Geneviève Brisac – J’ai un tas de cahiers, un par projet, par nouveau projet, par nouveau rêve, à la manière de Doris Lessing dans le Carnet d’or. Je prends des notes, je colle des images, je recopie des choses qui me reviennent ou bien m’émeuvent. Des idées, des pensées, des oublis, des esquisses. J’oublie de mettre la date, tout se mélange, je recopie dans un nouveau cahier, de nouvelles phrases viennent alors s’aimanter aux précédentes. Puis un enfant passe par là et fait un dessin, j’ai une liste de courses que je ne sais où inscrire... J’aime ce capharnaüm et je le crains.
Quand quelque chose prend forme, après un temps indéterminé, une sorte de limbe de rêverie, je passe au clavier.
Sens Public – Diriez-vous que la littérature du dernier siècle renvoie à une fascination des écrivains pour la forme livre ?
Geneviève Brisac – Oui, sûrement, la fonction du Livre chez Mallarmé et chez Borgès en témoignent. Sans parler même de la Recherche du temps perdu de Proust et de son rôle dans notre imaginaire collectif. Et tant d’autres exemples me viennent, que l’historien Robert Darnton, par exemple, a si bien mis en valeur.
Sens Public – Pensez-vous que les outils numériques puissent donner naissance à de nouvelles formes de livres, d’écritures ?
Geneviève Brisac – C’est déjà en cours, car qu’écrivons-nous ? De nouvelle formes de correspondances, de livres, de documentation, de rapport aux autres et au monde, nécessairement. Le problème qui va se poser est celui de leur conservation, c’est une autre question !

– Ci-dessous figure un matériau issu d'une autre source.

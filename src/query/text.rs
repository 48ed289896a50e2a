//! Text literals for boolean query values, free-text queries and facet constraints.

use std::fmt;

use serde::{Deserialize, Serialize};

/// Whether a rendered text literal is wrapped in single quotes.
#[derive(Debug, Clone, Copy, PartialEq, Eq, Default)]
pub enum Quoting {
    /// Wrap in single quotes and escape `\` and `'`.
    #[default]
    Quote,
    /// Render the trimmed value verbatim.
    NoQuote,
}

/// Whether commas are escaped in a quoted rendering.
#[derive(Debug, Clone, Copy, PartialEq, Eq, Default)]
pub enum CommaEscaping {
    /// Leave commas untouched.
    #[default]
    Keep,
    /// Escape commas as `\,`.
    Escape,
}

/// Characters stripped from both ends of a literal: ASCII space, tab, line
/// feed, carriage return, NUL and vertical tab. Other Unicode whitespace is kept.
const TRIM_CHARS: &[char] = &[' ', '\t', '\n', '\r', '\0', '\x0B'];

/// A string argument for text queries, `field` expressions and facet constraints.
///
/// The source value is trimmed on construction. Rendering with [`Quoting::Quote`]
/// surrounds the value with single quotes and backslash-escapes backslashes and
/// single quotes:
///
/// ```
/// use cloudsearch_query::query::TextLiteral;
///
/// let text = TextLiteral::new(" q\\uer'y ");
/// assert_eq!(text.build(), "'q\\\\uer\\'y'");
/// assert_eq!(text.build_unquoted(), "q\\uer'y");
/// ```
#[derive(Debug, Clone, PartialEq, Eq, Hash, Serialize, Deserialize)]
pub struct TextLiteral {
    value: String,
}

impl TextLiteral {
    /// Create a new text literal from a string, trimming surrounding ASCII whitespace.
    pub fn new<S: AsRef<str>>(value: S) -> Self {
        TextLiteral {
            value: value.as_ref().trim_matches(TRIM_CHARS).to_string(),
        }
    }

    /// Append a trailing `*` for prefix matching unless one is already present.
    ///
    /// The service stems indexed terms but does not stem prefix searches, so a
    /// prefix ending in `s` will not match terms whose indexed form dropped it.
    pub fn add_wildcard(&mut self) -> &mut Self {
        if !self.value.ends_with('*') {
            self.value.push('*');
        }
        self
    }

    /// Consuming variant of [`add_wildcard`](Self::add_wildcard).
    pub fn with_wildcard(mut self) -> Self {
        self.add_wildcard();
        self
    }

    /// Get the trimmed value.
    pub fn value(&self) -> &str {
        &self.value
    }

    /// Render the quoted form without comma escaping.
    pub fn build(&self) -> String {
        self.build_with(Quoting::Quote, CommaEscaping::Keep)
    }

    /// Render the raw trimmed value.
    pub fn build_unquoted(&self) -> String {
        self.build_with(Quoting::NoQuote, CommaEscaping::Keep)
    }

    /// Render with explicit quoting and comma handling.
    ///
    /// Comma escaping only applies to the quoted form.
    pub fn build_with(&self, quoting: Quoting, commas: CommaEscaping) -> String {
        if quoting == Quoting::NoQuote {
            return self.value.clone();
        }

        let mut rendered = String::with_capacity(self.value.len() + 2);
        rendered.push('\'');
        for ch in self.value.chars() {
            match ch {
                '\\' | '\'' => {
                    rendered.push('\\');
                    rendered.push(ch);
                }
                ',' if commas == CommaEscaping::Escape => rendered.push_str("\\,"),
                _ => rendered.push(ch),
            }
        }
        rendered.push('\'');
        rendered
    }
}

impl fmt::Display for TextLiteral {
    fn fmt(&self, f: &mut fmt::Formatter<'_>) -> fmt::Result {
        f.write_str(&self.build())
    }
}

impl From<&str> for TextLiteral {
    fn from(value: &str) -> Self {
        TextLiteral::new(value)
    }
}

impl From<String> for TextLiteral {
    fn from(value: String) -> Self {
        TextLiteral::new(value)
    }
}

impl From<&String> for TextLiteral {
    fn from(value: &String) -> Self {
        TextLiteral::new(value)
    }
}

impl From<&TextLiteral> for TextLiteral {
    fn from(value: &TextLiteral) -> Self {
        value.clone()
    }
}

impl From<bool> for TextLiteral {
    fn from(value: bool) -> Self {
        TextLiteral::new(if value { "1" } else { "" })
    }
}

macro_rules! text_literal_from_number {
    ($($ty:ty),*) => {
        $(
            impl From<$ty> for TextLiteral {
                fn from(value: $ty) -> Self {
                    TextLiteral::new(value.to_string())
                }
            }
        )*
    };
}

text_literal_from_number!(i32, i64, u32, u64, usize, f64);
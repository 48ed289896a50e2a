//! Documents and upload batches.

pub mod batch;
#[allow(clippy::module_inception)]
pub mod document;
pub mod field_value;

pub use batch::{BatchOperation, DocumentBatch, MAX_VERSION};
pub use document::{BatchDocument, BatchDocumentBuilder};
pub use field_value::FieldValue;
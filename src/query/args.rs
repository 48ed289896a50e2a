//! Argument lists for the variadic query builder operations.
//!
//! `and`, `or`, `facet`, `delete_facets`, `return_fields` and `rank` take a
//! single ordered sequence that may contain nested sequences. Nesting is
//! flattened depth-first before the operation runs, so `[a, [b, c]]` and
//! `[a, b, c]` are equivalent.

use serde::{Deserialize, Serialize};

use crate::query::expression::ExprHandle;

/// A possibly nested ordered sequence of arguments.
#[derive(Debug, Clone, PartialEq, Eq)]
pub enum ArgTree<T> {
    /// A single argument.
    Leaf(T),
    /// A nested sequence.
    List(Vec<ArgTree<T>>),
}

impl<T> ArgTree<T> {
    /// An empty argument list.
    pub fn empty() -> Self {
        ArgTree::List(Vec::new())
    }

    /// Flatten into a single ordered sequence.
    pub fn flatten(self) -> Vec<T> {
        let mut out = Vec::new();
        self.flatten_into(&mut out);
        out
    }

    fn flatten_into(self, out: &mut Vec<T>) {
        match self {
            ArgTree::Leaf(value) => out.push(value),
            ArgTree::List(items) => {
                for item in items {
                    item.flatten_into(out);
                }
            }
        }
    }

    /// Check whether the flattened sequence would be empty.
    pub fn is_empty(&self) -> bool {
        match self {
            ArgTree::Leaf(_) => false,
            ArgTree::List(items) => items.iter().all(ArgTree::is_empty),
        }
    }
}

impl<T> From<Vec<ArgTree<T>>> for ArgTree<T> {
    fn from(items: Vec<ArgTree<T>>) -> Self {
        ArgTree::List(items)
    }
}

impl From<ExprHandle> for ArgTree<ExprHandle> {
    fn from(handle: ExprHandle) -> Self {
        ArgTree::Leaf(handle)
    }
}

impl From<Vec<ExprHandle>> for ArgTree<ExprHandle> {
    fn from(handles: Vec<ExprHandle>) -> Self {
        ArgTree::List(handles.into_iter().map(ArgTree::Leaf).collect())
    }
}

impl<const N: usize> From<[ExprHandle; N]> for ArgTree<ExprHandle> {
    fn from(handles: [ExprHandle; N]) -> Self {
        ArgTree::List(handles.into_iter().map(ArgTree::Leaf).collect())
    }
}

impl From<&str> for ArgTree<String> {
    fn from(name: &str) -> Self {
        ArgTree::Leaf(name.to_string())
    }
}

impl From<String> for ArgTree<String> {
    fn from(name: String) -> Self {
        ArgTree::Leaf(name)
    }
}

impl From<Vec<&str>> for ArgTree<String> {
    fn from(names: Vec<&str>) -> Self {
        ArgTree::List(names.into_iter().map(ArgTree::from).collect())
    }
}

impl From<Vec<String>> for ArgTree<String> {
    fn from(names: Vec<String>) -> Self {
        ArgTree::List(names.into_iter().map(ArgTree::Leaf).collect())
    }
}

impl<const N: usize> From<[&str; N]> for ArgTree<String> {
    fn from(names: [&str; N]) -> Self {
        ArgTree::List(names.into_iter().map(ArgTree::from).collect())
    }
}

impl From<&[String]> for ArgTree<String> {
    fn from(names: &[String]) -> Self {
        ArgTree::List(names.iter().cloned().map(ArgTree::Leaf).collect())
    }
}

/// Sort direction for rank fields and facet sorts.
#[derive(Debug, Clone, Copy, PartialEq, Eq, Default, Serialize, Deserialize)]
#[serde(rename_all = "lowercase")]
pub enum SortOrder {
    /// Ascending order.
    #[default]
    Asc,
    /// Descending order.
    Desc,
}

impl SortOrder {
    /// Check whether this is descending order.
    pub fn is_desc(self) -> bool {
        self == SortOrder::Desc
    }
}

impl From<bool> for SortOrder {
    fn from(desc: bool) -> Self {
        if desc { SortOrder::Desc } else { SortOrder::Asc }
    }
}

/// Ascending order.
pub const ASC: SortOrder = SortOrder::Asc;
/// Descending order.
pub const DESC: SortOrder = SortOrder::Desc;

/// One positional argument to `rank`: a field/rank-expression name or an order flag.
///
/// An order flag applies to the name immediately before it. Names without a
/// following flag sort ascending.
#[derive(Debug, Clone, PartialEq, Eq)]
pub enum RankArg {
    /// A field or rank expression name.
    Name(String),
    /// The order of the preceding name.
    Order(SortOrder),
}

impl From<&str> for RankArg {
    fn from(name: &str) -> Self {
        RankArg::Name(name.to_string())
    }
}

impl From<String> for RankArg {
    fn from(name: String) -> Self {
        RankArg::Name(name)
    }
}

impl From<SortOrder> for RankArg {
    fn from(order: SortOrder) -> Self {
        RankArg::Order(order)
    }
}

impl From<bool> for RankArg {
    fn from(desc: bool) -> Self {
        RankArg::Order(SortOrder::from(desc))
    }
}

impl From<RankArg> for ArgTree<RankArg> {
    fn from(arg: RankArg) -> Self {
        ArgTree::Leaf(arg)
    }
}

impl From<Vec<RankArg>> for ArgTree<RankArg> {
    fn from(args: Vec<RankArg>) -> Self {
        ArgTree::List(args.into_iter().map(ArgTree::Leaf).collect())
    }
}

impl From<&str> for ArgTree<RankArg> {
    fn from(name: &str) -> Self {
        ArgTree::Leaf(RankArg::from(name))
    }
}

impl From<Vec<&str>> for ArgTree<RankArg> {
    fn from(names: Vec<&str>) -> Self {
        ArgTree::List(names.into_iter().map(ArgTree::from).collect())
    }
}

impl From<Vec<(&str, SortOrder)>> for ArgTree<RankArg> {
    fn from(pairs: Vec<(&str, SortOrder)>) -> Self {
        ArgTree::List(
            pairs
                .into_iter()
                .flat_map(|(name, order)| {
                    [
                        ArgTree::Leaf(RankArg::from(name)),
                        ArgTree::Leaf(RankArg::Order(order)),
                    ]
                })
                .collect(),
        )
    }
}

/// Build a `Vec<RankArg>` from names and order flags in positional form.
///
/// ```
/// use cloudsearch_query::rank_args;
/// use cloudsearch_query::query::{DESC, RankArg};
///
/// let args = rank_args!["myrank", DESC, "title"];
/// assert_eq!(args.len(), 3);
/// assert_eq!(args[2], RankArg::Name("title".to_string()));
/// ```
#[macro_export]
macro_rules! rank_args {
    ($($arg:expr),* $(,)?) => {
        vec![$($crate::query::RankArg::from($arg)),*]
    };
}

#[cfg(test)]
mod tests {
    use super::*;

    #[test]
    fn test_flatten_nested() {
        let tree: ArgTree<String> = ArgTree::List(vec![
            "a".into(),
            ArgTree::from(vec!["b", "c"]),
            ArgTree::List(vec![ArgTree::List(vec!["d".into()])]),
        ]);
        assert_eq!(tree.flatten(), vec!["a", "b", "c", "d"]);
    }

    #[test]
    fn test_is_empty() {
        assert!(ArgTree::<String>::empty().is_empty());
        assert!(ArgTree::<String>::List(vec![ArgTree::empty()]).is_empty());
        assert!(!ArgTree::<String>::from("a").is_empty());
    }

    #[test]
    fn test_rank_pairs_expand_positionally() {
        let tree: ArgTree<RankArg> = vec![("a", DESC), ("b", ASC)].into();
        assert_eq!(
            tree.flatten(),
            vec![
                RankArg::Name("a".to_string()),
                RankArg::Order(SortOrder::Desc),
                RankArg::Name("b".to_string()),
                RankArg::Order(SortOrder::Asc),
            ]
        );
    }

    #[test]
    fn test_sort_order_from_bool() {
        assert_eq!(SortOrder::from(true), DESC);
        assert_eq!(SortOrder::from(false), ASC);
        assert!(DESC.is_desc());
    }
}
//! Boolean query expressions and the handle-indexed store that owns them.
//!
//! Every expression-building call on the query builder inserts a node and
//! returns an [`ExprHandle`]. Passing a handle to a composite (`and`, `or`,
//! `not`) moves its node out of the store and into the composite, so each
//! handle can be consumed exactly once. Whatever remains in the store when the
//! query is built forms the top level of the boolean query.

use std::collections::BTreeMap;
use std::fmt;
use std::sync::atomic::{AtomicU64, Ordering};

use serde::{Deserialize, Serialize};

use crate::error::{CloudSearchError, Result};

/// Opaque identifier of a live expression in an [`ExpressionStore`].
///
/// Handles are unique per store and never reused. A handle also records the
/// store that issued it and is rejected by any other store.
#[derive(Debug, Clone, Copy, PartialEq, Eq, PartialOrd, Ord, Hash, Serialize, Deserialize)]
pub struct ExprHandle {
    store: u64,
    id: u64,
}

impl ExprHandle {
    /// Get the raw identifier.
    pub fn id(self) -> u64 {
        self.id
    }
}

impl fmt::Display for ExprHandle {
    fn fmt(&self, f: &mut fmt::Formatter<'_>) -> fmt::Result {
        write!(f, "#{}", self.id)
    }
}

static NEXT_STORE_ID: AtomicU64 = AtomicU64::new(1);

/// Boolean operators for composite expressions.
#[derive(Debug, Clone, Copy, PartialEq, Eq, Hash, Serialize, Deserialize)]
#[serde(rename_all = "lowercase")]
pub enum BoolOp {
    /// All children must match.
    And,
    /// Any child must match.
    Or,
    /// The single child must not match.
    Not,
}

impl BoolOp {
    /// Get the operator keyword.
    pub fn as_str(self) -> &'static str {
        match self {
            BoolOp::And => "and",
            BoolOp::Or => "or",
            BoolOp::Not => "not",
        }
    }
}

/// A node of the boolean query tree.
///
/// Leaf values are stored already rendered (quoted text, range string).
#[derive(Debug, Clone, PartialEq, Eq, Serialize, Deserialize)]
#[serde(tag = "kind", rename_all = "lowercase")]
pub enum ExprNode {
    /// `(field <name> <value>)`
    Field { field: String, value: String },
    /// `(filter <name> <value>)`
    Filter { field: String, value: String },
    /// A quoted value matched against the default search field, rendered bare.
    Text { value: String },
    /// `(<op> <child> ...)`
    Composite { op: BoolOp, children: Vec<ExprNode> },
}

impl ExprNode {
    /// Render this node in the boolean query syntax.
    pub fn render(&self) -> String {
        let mut out = String::new();
        self.render_into(&mut out);
        out
    }

    fn render_into(&self, out: &mut String) {
        match self {
            ExprNode::Field { field, value } => {
                out.push_str("(field ");
                out.push_str(field);
                out.push(' ');
                out.push_str(value);
                out.push(')');
            }
            ExprNode::Filter { field, value } => {
                out.push_str("(filter ");
                out.push_str(field);
                out.push(' ');
                out.push_str(value);
                out.push(')');
            }
            ExprNode::Text { value } => out.push_str(value),
            ExprNode::Composite { op, children } => {
                out.push('(');
                out.push_str(op.as_str());
                for child in children {
                    out.push(' ');
                    child.render_into(out);
                }
                out.push(')');
            }
        }
    }

    /// Check whether this node is a leaf.
    pub fn is_leaf(&self) -> bool {
        !matches!(self, ExprNode::Composite { .. })
    }

    /// Count the nodes in this subtree.
    pub fn node_count(&self) -> usize {
        match self {
            ExprNode::Composite { children, .. } => {
                1 + children.iter().map(ExprNode::node_count).sum::<usize>()
            }
            _ => 1,
        }
    }
}

/// Handle-indexed table of live expressions.
///
/// A clone keeps the store identity, so handles issued before cloning stay
/// valid in both copies.
#[derive(Debug, Clone)]
pub struct ExpressionStore {
    /// Identity stamped into every handle this store issues.
    store_id: u64,
    /// Live nodes keyed by handle id; id order is creation order.
    nodes: BTreeMap<u64, ExprNode>,
    /// The next id to hand out.
    next_id: u64,
}

impl ExpressionStore {
    /// Create an empty store.
    pub fn new() -> Self {
        ExpressionStore {
            store_id: NEXT_STORE_ID.fetch_add(1, Ordering::Relaxed),
            nodes: BTreeMap::new(),
            next_id: 1,
        }
    }

    /// Insert a node and return its new handle.
    pub fn insert(&mut self, node: ExprNode) -> ExprHandle {
        let id = self.next_id;
        self.next_id += 1;
        log::trace!("expression #{id} created: {}", node.render());
        self.nodes.insert(id, node);
        self.handle(id)
    }

    fn handle(&self, id: u64) -> ExprHandle {
        ExprHandle {
            store: self.store_id,
            id,
        }
    }

    fn is_live(&self, handle: ExprHandle) -> bool {
        handle.store == self.store_id && self.nodes.contains_key(&handle.id)
    }

    /// Remove a live node and return it.
    pub fn take(&mut self, handle: ExprHandle) -> Result<ExprNode> {
        if handle.store != self.store_id {
            return Err(CloudSearchError::InvalidHandle(handle.id));
        }
        let node = self
            .nodes
            .remove(&handle.id)
            .ok_or(CloudSearchError::InvalidHandle(handle.id))?;
        log::trace!("expression {handle} consumed");
        Ok(node)
    }

    /// Remove several live nodes, in order.
    ///
    /// Either every handle is consumed or, if any handle is not live or appears
    /// twice, none is and the store is left unchanged.
    pub fn take_all(&mut self, handles: &[ExprHandle]) -> Result<Vec<ExprNode>> {
        for (i, handle) in handles.iter().enumerate() {
            if !self.is_live(*handle) || handles[..i].contains(handle) {
                return Err(CloudSearchError::InvalidHandle(handle.id));
            }
        }

        handles.iter().map(|handle| self.take(*handle)).collect()
    }

    /// Wrap the nodes behind `handles` in a composite and return the new handle.
    pub fn combine(&mut self, op: BoolOp, handles: &[ExprHandle]) -> Result<ExprHandle> {
        let children = self.take_all(handles)?;
        Ok(self.insert(ExprNode::Composite { op, children }))
    }

    /// Get a live node.
    pub fn get(&self, handle: ExprHandle) -> Option<&ExprNode> {
        if handle.store != self.store_id {
            return None;
        }
        self.nodes.get(&handle.id)
    }

    /// Check whether a handle is live.
    pub fn contains(&self, handle: ExprHandle) -> bool {
        self.is_live(handle)
    }

    /// Handles of all live nodes in creation order.
    pub fn live_handles(&self) -> Vec<ExprHandle> {
        self.nodes.keys().map(|id| self.handle(*id)).collect()
    }

    /// Number of live top-level nodes.
    pub fn len(&self) -> usize {
        self.nodes.len()
    }

    /// Check whether there are no live nodes.
    pub fn is_empty(&self) -> bool {
        self.nodes.is_empty()
    }

    /// Drop every live node. Handle ids keep increasing afterwards.
    pub fn clear(&mut self) {
        self.nodes.clear();
    }

    /// Render the boolean query from all live nodes.
    ///
    /// A single live node is rendered as is; several are wrapped in an implicit
    /// `(and ...)`. Returns `None` when the store is empty.
    pub fn render(&self) -> Option<String> {
        match self.nodes.len() {
            0 => None,
            1 => self.nodes.values().next().map(ExprNode::render),
            _ => {
                let mut out = String::from("(and");
                for node in self.nodes.values() {
                    out.push(' ');
                    node.render_into(&mut out);
                }
                out.push(')');
                Some(out)
            }
        }
    }
}

impl Default for ExpressionStore {
    fn default() -> Self {
        Self::new()
    }
}

#[cfg(test)]
mod tests {
    use super::*;

    fn field(name: &str, value: &str) -> ExprNode {
        ExprNode::Field {
            field: name.to_string(),
            value: format!("'{value}'"),
        }
    }

    #[test]
    fn test_handles_are_monotonic() {
        let mut store = ExpressionStore::new();
        let a = store.insert(field("a", "x"));
        let b = store.insert(field("b", "y"));
        assert_eq!(a.id(), 1);
        assert_eq!(b.id(), 2);

        store.take(b).unwrap();
        let c = store.insert(field("c", "z"));
        assert_eq!(c.id(), 3);
    }

    #[test]
    fn test_take_twice_fails() {
        let mut store = ExpressionStore::new();
        let a = store.insert(field("a", "x"));
        store.take(a).unwrap();

        match store.take(a) {
            Err(CloudSearchError::InvalidHandle(1)) => {}
            other => panic!("unexpected: {other:?}"),
        }
    }

    #[test]
    fn test_take_all_is_atomic() {
        let mut store = ExpressionStore::new();
        let a = store.insert(field("a", "x"));
        let b = store.insert(field("b", "y"));

        assert!(store.take_all(&[a, b, a]).is_err());
        assert_eq!(store.len(), 2);
        let unknown = ExprHandle { store: a.store, id: 99 };
        assert!(store.take_all(&[a, unknown]).is_err());
        assert!(store.contains(a));

        let nodes = store.take_all(&[b, a]).unwrap();
        assert_eq!(nodes, vec![field("b", "y"), field("a", "x")]);
        assert!(store.is_empty());
    }

    #[test]
    fn test_render_single_without_implicit_and() {
        let mut store = ExpressionStore::new();
        store.insert(field("field1", "query"));
        assert_eq!(store.render().unwrap(), "(field field1 'query')");
    }

    #[test]
    fn test_render_implicit_and() {
        let mut store = ExpressionStore::new();
        store.insert(field("field1", "query"));
        store.insert(ExprNode::Filter {
            field: "year".to_string(),
            value: "1990..".to_string(),
        });
        assert_eq!(
            store.render().unwrap(),
            "(and (field field1 'query') (filter year 1990..))"
        );
    }

    #[test]
    fn test_render_nested_composites() {
        let mut store = ExpressionStore::new();
        let a = store.insert(field("a", "x"));
        let b = store.insert(ExprNode::Text {
            value: "'free'".to_string(),
        });
        let or = store.combine(BoolOp::Or, &[a, b]).unwrap();
        let not = store.combine(BoolOp::Not, &[or]).unwrap();

        assert_eq!(store.live_handles(), vec![not]);
        assert_eq!(store.render().unwrap(), "(not (or (field a 'x') 'free'))");
        assert_eq!(store.get(not).unwrap().node_count(), 4);
    }

    #[test]
    fn test_foreign_handle_rejected() {
        let mut first = ExpressionStore::new();
        let mut second = ExpressionStore::new();
        let foreign = first.insert(field("a", "x"));
        let own = second.insert(field("b", "y"));
        assert_eq!(foreign.id(), own.id());

        assert!(!second.contains(foreign));
        assert!(second.get(foreign).is_none());
        assert!(matches!(
            second.take(foreign),
            Err(CloudSearchError::InvalidHandle(1))
        ));
        assert!(second.take_all(&[own, foreign]).is_err());
        assert!(second.contains(own));
        assert!(first.contains(foreign));
    }

    #[test]
    fn test_clear_keeps_ids_increasing() {
        let mut store = ExpressionStore::new();
        let a = store.insert(field("a", "x"));
        store.clear();

        assert!(store.is_empty());
        assert!(store.render().is_none());
        assert!(store.take(a).is_err());
        assert_eq!(store.insert(field("b", "y")).id(), 2);
    }

    #[test]
    fn test_leaf_detection() {
        assert!(field("a", "x").is_leaf());
        assert!(
            ExprNode::Text {
                value: "'x'".to_string()
            }
            .is_leaf()
        );
        let composite = ExprNode::Composite {
            op: BoolOp::Not,
            children: vec![field("a", "x")],
        };
        assert!(!composite.is_leaf());
        assert_eq!(composite.node_count(), 2);
    }

    #[test]
    fn test_render_empty() {
        let store = ExpressionStore::new();
        assert!(store.render().is_none());
    }
}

Sens Public – Les mises en page et la présentation des documents textes sur écran vous paraissent-elles innover relativement aux anciens codes typographiques et éditoriaux ? Tenez-vous les renvois hypertextuels pour un enrichissement de la lecture ?
Geneviève Brisac – Qui paie ses dettes s’enrichit ! Je ne suis pas sûre qu’il y ait vraiment innovation, les renvois dont vous parlez ont des ancêtres faciles à identifier. Mais je suis trop ignorante, vous en savez davantage que moi là-dessus !
Sens Public – Ces dernières années sont apparus les ebooks, les liseuses et les tablettes électroniques. Amazon, la Fnac, Numilog (Hachette), Feedbooks, ebooksgratuits.com, Publie.net et bien sûr Google eBooks, pour ne citer que ceux-là, proposent des livres en ligne, gratuits ou payants et plus ou moins grand public. La lecture sur Internet s’est parallèlement étendue avec les blogs, les sites de revues de culture et d’information. Doit-on s’attendre à voir le livre papier devenir une relique du passé dans le monde littéraire ?
Geneviève Brisac – Je ne crois pas. Mais je pense vraiment qu’on verra bien ! Cela pose tant de questions, tant de structures que de droit...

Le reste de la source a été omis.